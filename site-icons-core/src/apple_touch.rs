use base64::{engine::general_purpose::STANDARD, Engine};
use eyre::WrapErr;
use std::path::{Path, PathBuf};

pub const FILE_NAME: &str = "apple-touch-icon.png";

/// 180x180 PNG, black "B" on a yellow background.
pub const APPLE_TOUCH_ICON_BASE64: &str = concat!(
    "iVBORw0KGgoAAAANSUhEUgAAALQAAAC0CAYAAAAntlnBAAAABHNCSVQICAgIfAhkiAAAAAlwSFlz",
    "AAALEgAACxIB0t1+/AAAADh0RVh0U29mdHdhcmUAbWF0cGxvdGxpYiB2ZXJzaW9uMy4yLjIsIGh0",
    "dHA6Ly9tYXRwbG90bGliLm9yZy+WH4yJAAAGNElEQVR4nO3dz4tc1xXA8XPfq3nVGsmjkWzJlqzY",
    "BhtCyMIQFoE4i5BVINn4D3ATAoEsAl5kkUUWIQtnk39gFiGLkH9gFsFkEUIIhBACwU4ckthxbMm2",
    "LFmWRjOaGc109ev7spiRPZJmNFP1fvfde+/3AwLNSHXPGX1173vv3ntPRIQQQgghhBBCCCGEEEII",
    "IYQQQgghhBBCCCGEEEIIIYQQQgghhBBCCCGEEEIIIYQQ7ymtOwCL7ty5MzIej59qmuYJpdSppmm+",
    "CjwMTBjH9x6gtNbfA24Dt7TW15VSHzZN857W+r3Lly+v1xd+CJIK+syZM6cbjePrWuvTwBkRTlIz",
    "RoAP0Ip3teLdixe/+6HhEKyRVNBKKXEcN6W1PgucBaZNxvQ5V0R4RylxdnbyIa0iCU+cYJy8UnE2",
    "E0E3TYNzjpeAqwA3btwAiFTkkQiaUupYBF1rbT6esyil3rpwrv+D8ViMk0zQnPNOGhFzj1Lq7Ysf",
    "dH/oHQYrnRzQFOfs4SToIQwOaJqmSqLNJCMnQTfNzneSoPsfSdBD2CvokGJJgg6iiKKKxoT9bt9+",
    "n4SZBZoE7Q9J0EMg+vwSSoLuoW7k6I3eewWLJEFbJEEPQYL2ixyH9occh/ZLrKKJtGlHIIImQQ+h",
    "vdO3LoJGqShFE2lEjyBBD0ESdDDaceh6iiZqRBN9fglJgvaHHIf2hyTofpIE7Q9J0KZJRBMCfX4J",
    "SYIORE6CtksStD8kQfsjakQTGRIJOoTBQQ1FjWhGIpqQUXQy6r2CKZGguycJunskQXePRDTRJwk6",
    "AHIc2h+SoIMgEU2ISIIOgtyhbZeKVDRRISJBd48k6O5pQo2jibBpRyARTQSitEHb70sCNW1xyPfb",
    "1vckkgRtS9uuQyNo9/WdF0EvLFCPHJnQ7M41xfr6uihVJV9P9ZPb391J0BaVSjHZn6Db7bKxsUE+",
    "l7MdUi/F0J6QIkcwJEEHoc3dqdZ7i11KHOoySdABiCGiiWHvFdROErQtSUR0L5nOUqo/Fcv20/hJ",
    "lGUrm9+T1P+4bNrtMn98llKpmO5vRaJTSY4YJmCkT0vZuXPnRsbjx0+1N9uepDXzGMPhhtZabwJl",
    "+7Npc3Njc/NjeGv79/lONxKqhLhN8MnYfX3wQjgOIYQQQgghhBBCCCGEEEII1jhJfCB93t+9dOaT",
    "8MlGQgghhBCCz8pGUGJfRfcG8O1Lly79sqprBfBzrfX3gbmqqhT2eRHRxBBWlFJn3UdTLy4vL7+9",
    "V1cO4GellH4LeBVgZWXFS2Fna0QTUSJ8PJOZOj+WLZy+euXqiwf9nJf+7T/PXpud+/Zsf/bVj/41",
    "93EqofeRJOgOKY2iToxPnnePpubL5XI5PT19qJ+fTqdVVVXVWnfuhW5m5unVldX/pBN574SdCCNq",
    "RA/LGPZewaxIOqJVgCPoHTLy7yGU7c02OxJRE7Q1Pf5t8uZOHxJ0ICRBR4zwIpoINLZQyT10R0iC",
    "DoQk6DiQ49DdIwk6EJGRBB3EcWjJ0GH5fH5+fn7+WcD5+fnEP8vMzAyAm5qaGiTvdbtdSqUSeec7",
    "IM9e7rF2x7gRQ4JLdE4m4ESuY9J4HLEjOe8UQgghhBBCCCGEEEII+dQJBDkOHYBMJvO0UurJpmme",
    "dBz3SaAgVhJgRCl1AriuFF/dePChEpCTdHaRBN1j88dmCKCcFknQ/qhqpcsEXdfWT4V1gSToDvns",
    "2bNTPHbsZaAAbOGAAjzVzs9/8PUzU2fGM2Pvje9oHhvdNPdQC4JENC9v/F7/97a+33Yy6P3nP9SL",
    "E4XbqPb8Wb7j9LpOzuOXnBwXjod0fNsZxT6y8mql5H7N/5fYFpF/D5Fv8s2/0F8Avl1z3J+CtKoL",
    "Jmu7xB+LIhc7LhSqBWOxtL/7qfCjuiN7K4EtYx89e/asO10oPD+qnRcdx3mB9jlKmW+L5K2xXL3h",
    "tI8J/srlXbzJOIkL5vnnnz/vuO5rjuM+hXP0O3RvgVtBHgOX9oUJ1y9fvrxWp7i7qH1g7+VHHil+",
    "6ujRp4Gngcc5/k1hP/8B3lJK/Ons3FwZ/Hwu7uDs1yLjdlcEHTVCCCGEEEIIIYQQQgjGfQW+6Wvv",
    "a4mMcgAAAABJRU5ErkJggg==",
);

pub fn decode() -> Result<Vec<u8>, base64::DecodeError> {
    STANDARD.decode(APPLE_TOUCH_ICON_BASE64)
}

/// Writes the decoded icon into `dir`, replacing any existing file.
///
/// The directory has to exist already.
pub fn write_apple_touch_icon(dir: impl AsRef<Path>) -> eyre::Result<PathBuf> {
    let path = dir.as_ref().join(FILE_NAME);
    let png = decode().wrap_err("embedded apple-touch-icon is not valid base64")?;
    std::fs::write(&path, &png)
        .wrap_err_with(|| format!("failed to write {}", path.display()))?;
    tracing::info!(path = %path.display(), bytes = png.len(), "created apple-touch-icon");
    Ok(path)
}
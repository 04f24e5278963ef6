use std::{error::Error, fs::OpenOptions, io::Write, path::Path};

pub(crate) const INVOCATIONS_FILE: &str = "invocations";
pub(crate) const EXIT_STATUS_FILE: &str = "exit-status";
pub(crate) const FAILING_ARG_FILE: &str = "failing-arg";

fn append_invocation(workdir: &Path, args: &[String]) -> std::io::Result<()> {
    let mut file = OpenOptions::new()
        .append(true)
        .create(true)
        .open(workdir.join(INVOCATIONS_FILE))?;
    file.write_all(args.join("\t").as_bytes())?;
    file.write_all(b"\n")?;
    Ok(())
}

fn get_exit_status(workdir: &Path, args: &[String]) -> Result<i32, Box<dyn Error>> {
    if let Ok(failing_arg) = std::fs::read_to_string(workdir.join(FAILING_ARG_FILE)) {
        if args.iter().any(|arg| arg.ends_with(failing_arg.trim())) {
            return Ok(1);
        }
    }
    let exit_status = std::fs::read_to_string(workdir.join(EXIT_STATUS_FILE))?
        .trim()
        .parse()?;
    Ok(exit_status)
}

fn write_output(args: &[String]) -> std::io::Result<()> {
    match args.last() {
        Some(output) if !output.starts_with('-') => {
            std::fs::write(output, format!("converted by fake-convert: {}\n", args.join(" ")))
        }
        _ => Ok(()),
    }
}

/// Stands in for ImageMagick's `convert`: records its arguments next to its
/// own executable and writes a placeholder to the last argument.
pub fn fake_convert_main() {
    let workdir = std::env::current_exe()
        .unwrap()
        .parent()
        .unwrap()
        .to_owned();
    let args: Vec<String> = std::env::args().skip(1).collect();
    let _ = append_invocation(&workdir, &args);

    let exit_status = get_exit_status(&workdir, &args).unwrap_or(0);
    if exit_status == 0 {
        let _ = write_output(&args);
    }
    std::process::exit(exit_status);
}
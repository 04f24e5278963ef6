use crate::{converter::ImageMagick, favicon};
use std::path::{Path, PathBuf};

pub const DEFAULT_FILE_NAME: &str = "site-icons.toml";

#[derive(Debug, PartialEq, Eq, Clone, serde::Serialize, serde::Deserialize)]
#[serde(default)]
#[serde(rename_all = "kebab-case")]
pub struct AppConfig {
    pub output_dir: PathBuf,
    pub converter: PathBuf,
    pub favicon: Favicon,
}

impl Default for AppConfig {
    fn default() -> Self {
        AppConfig {
            output_dir: PathBuf::from("src/assets/images"),
            converter: PathBuf::from(ImageMagick::DEFAULT_PROGRAM),
            favicon: Default::default(),
        }
    }
}

#[derive(Debug, PartialEq, Eq, Clone, serde::Serialize, serde::Deserialize)]
#[serde(default)]
pub struct Favicon {
    /// SVG to rasterize; `favicon.svg` in the output directory if not set
    #[serde(skip_serializing_if = "Option::is_none")]
    pub source: Option<PathBuf>,
    pub sizes: Vec<u32>,
    /// always hand-build the favicon instead of running the converter
    pub builtin: bool,
}

impl Default for Favicon {
    fn default() -> Self {
        Favicon {
            source: None,
            sizes: favicon::DEFAULT_SIZES.to_vec(),
            builtin: false,
        }
    }
}

#[derive(Debug, thiserror::Error)]
pub enum ConfigLoadError {
    #[error("invalid configuration file {}", .0.display())]
    InvalidConfigFile(PathBuf, #[source] toml::de::Error),
    #[error("i/o error reading configuration file {}", .0.display())]
    IoError(PathBuf, #[source] std::io::Error),
}

impl AppConfig {
    pub fn parse(s: &str) -> Result<Self, toml::de::Error> {
        toml::from_str(s)
    }

    pub fn load(path: impl AsRef<Path>) -> Result<Self, ConfigLoadError> {
        let path = path.as_ref();
        let data = std::fs::read_to_string(path)
            .map_err(|e| ConfigLoadError::IoError(path.to_owned(), e))?;
        AppConfig::parse(&data).map_err(|e| ConfigLoadError::InvalidConfigFile(path.to_owned(), e))
    }

    /// Like [`AppConfig::load`], but a missing file yields the defaults.
    pub fn load_or_default(path: impl AsRef<Path>) -> Result<Self, ConfigLoadError> {
        match AppConfig::load(path) {
            Err(ConfigLoadError::IoError(_, e)) if e.kind() == std::io::ErrorKind::NotFound => {
                Ok(AppConfig::default())
            }
            result => result,
        }
    }

    pub fn favicon_source(&self) -> PathBuf {
        self.favicon
            .source
            .clone()
            .unwrap_or_else(|| self.output_dir.join(favicon::SOURCE_FILE_NAME))
    }
}
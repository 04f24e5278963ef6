use crate::{new_workdir, site_icons};
use base64::{engine::general_purpose::STANDARD, Engine};
use site_icons_core::apple_touch::APPLE_TOUCH_ICON_BASE64;

mod favicon;

#[test]
fn should_write_apple_touch_icon() {
    let workdir = new_workdir();

    site_icons(&workdir)
        .arg("apple-touch-icon")
        .assert()
        .success();

    let png = std::fs::read(workdir.output("apple-touch-icon.png")).unwrap();
    assert_eq!(STANDARD.encode(png), APPLE_TOUCH_ICON_BASE64);
    workdir.assert_invocations(&[]);
}

#[test]
fn should_fail_if_output_dir_is_missing() {
    let workdir = new_workdir();
    std::fs::remove_dir(workdir.output_dir()).unwrap();

    site_icons(&workdir)
        .arg("apple-touch-icon")
        .assert()
        .failure();

    assert!(!workdir.output_dir().exists());
}

#[test]
fn should_write_all_icons() {
    let workdir = new_workdir().with_file("images/favicon.svg", "<svg/>");

    site_icons(&workdir)
        .arg("--converter")
        .arg(workdir.converter())
        .arg("all")
        .assert()
        .success();

    assert!(workdir.output("apple-touch-icon.png").exists());
    assert!(workdir.output("favicon.ico").exists());
    assert_eq!(workdir.invocations().len(), 5);
    assert!(workdir.leftover_rasters().is_empty());
}

#[test]
fn should_read_config_file_from_env() {
    let workdir = new_workdir().with_file(
        "icons.toml",
        toml::to_string(&toml::toml! {
            converter = "magick"

            [favicon]
            sizes = [24, 64]
            builtin = true
        })
        .unwrap(),
    );

    let assert = site_icons(&workdir)
        .env("SITE_ICONS_CONFIG_FILE", workdir.path().join("icons.toml"))
        .arg("config")
        .assert()
        .success();

    let printed: site_icons_core::appconfig::AppConfig =
        toml::from_str(std::str::from_utf8(&assert.get_output().stdout).unwrap()).unwrap();
    assert_eq!(printed.output_dir, workdir.output_dir());
    assert_eq!(printed.converter, std::path::PathBuf::from("magick"));
    assert_eq!(printed.favicon.sizes, vec![24, 64]);
    assert!(printed.favicon.builtin);
}

#[test]
fn should_pick_up_config_file_in_working_directory() {
    let workdir = new_workdir().with_file("site-icons.toml", "[favicon]\nbuiltin = true\n");

    site_icons(&workdir)
        .arg("--converter")
        .arg(workdir.converter())
        .arg("favicon")
        .assert()
        .success();

    workdir.assert_invocations(&[]);
    assert!(workdir.output("favicon.ico").exists());
}

#[test]
fn should_fail_for_invalid_config_file() {
    let workdir = new_workdir().with_file("site-icons.toml", "output-dir = [");

    site_icons(&workdir)
        .arg("apple-touch-icon")
        .assert()
        .failure();

    assert!(!workdir.output("apple-touch-icon.png").exists());
}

+--

▶ Exercise prompt: Pick out the lines above containing the word "ConfigLoadError", then copy them.

▶ Output for this exercise:
pub enum ConfigLoadError {
    pub fn load(path: impl AsRef<Path>) -> Result<Self, ConfigLoadError> {
            .map_err(|e| ConfigLoadError::IoError(path.to_owned(), e))?;
        AppConfig::parse(&data).map_err(|e| ConfigLoadError::InvalidConfigFile(path.to_owned(), e))
    pub fn load_or_default(path: impl AsRef<Path>) -> Result<Self, ConfigLoadError> {
            Err(ConfigLoadError::IoError(_, e)) if e.kind() == std::io::ErrorKind::NotFound => {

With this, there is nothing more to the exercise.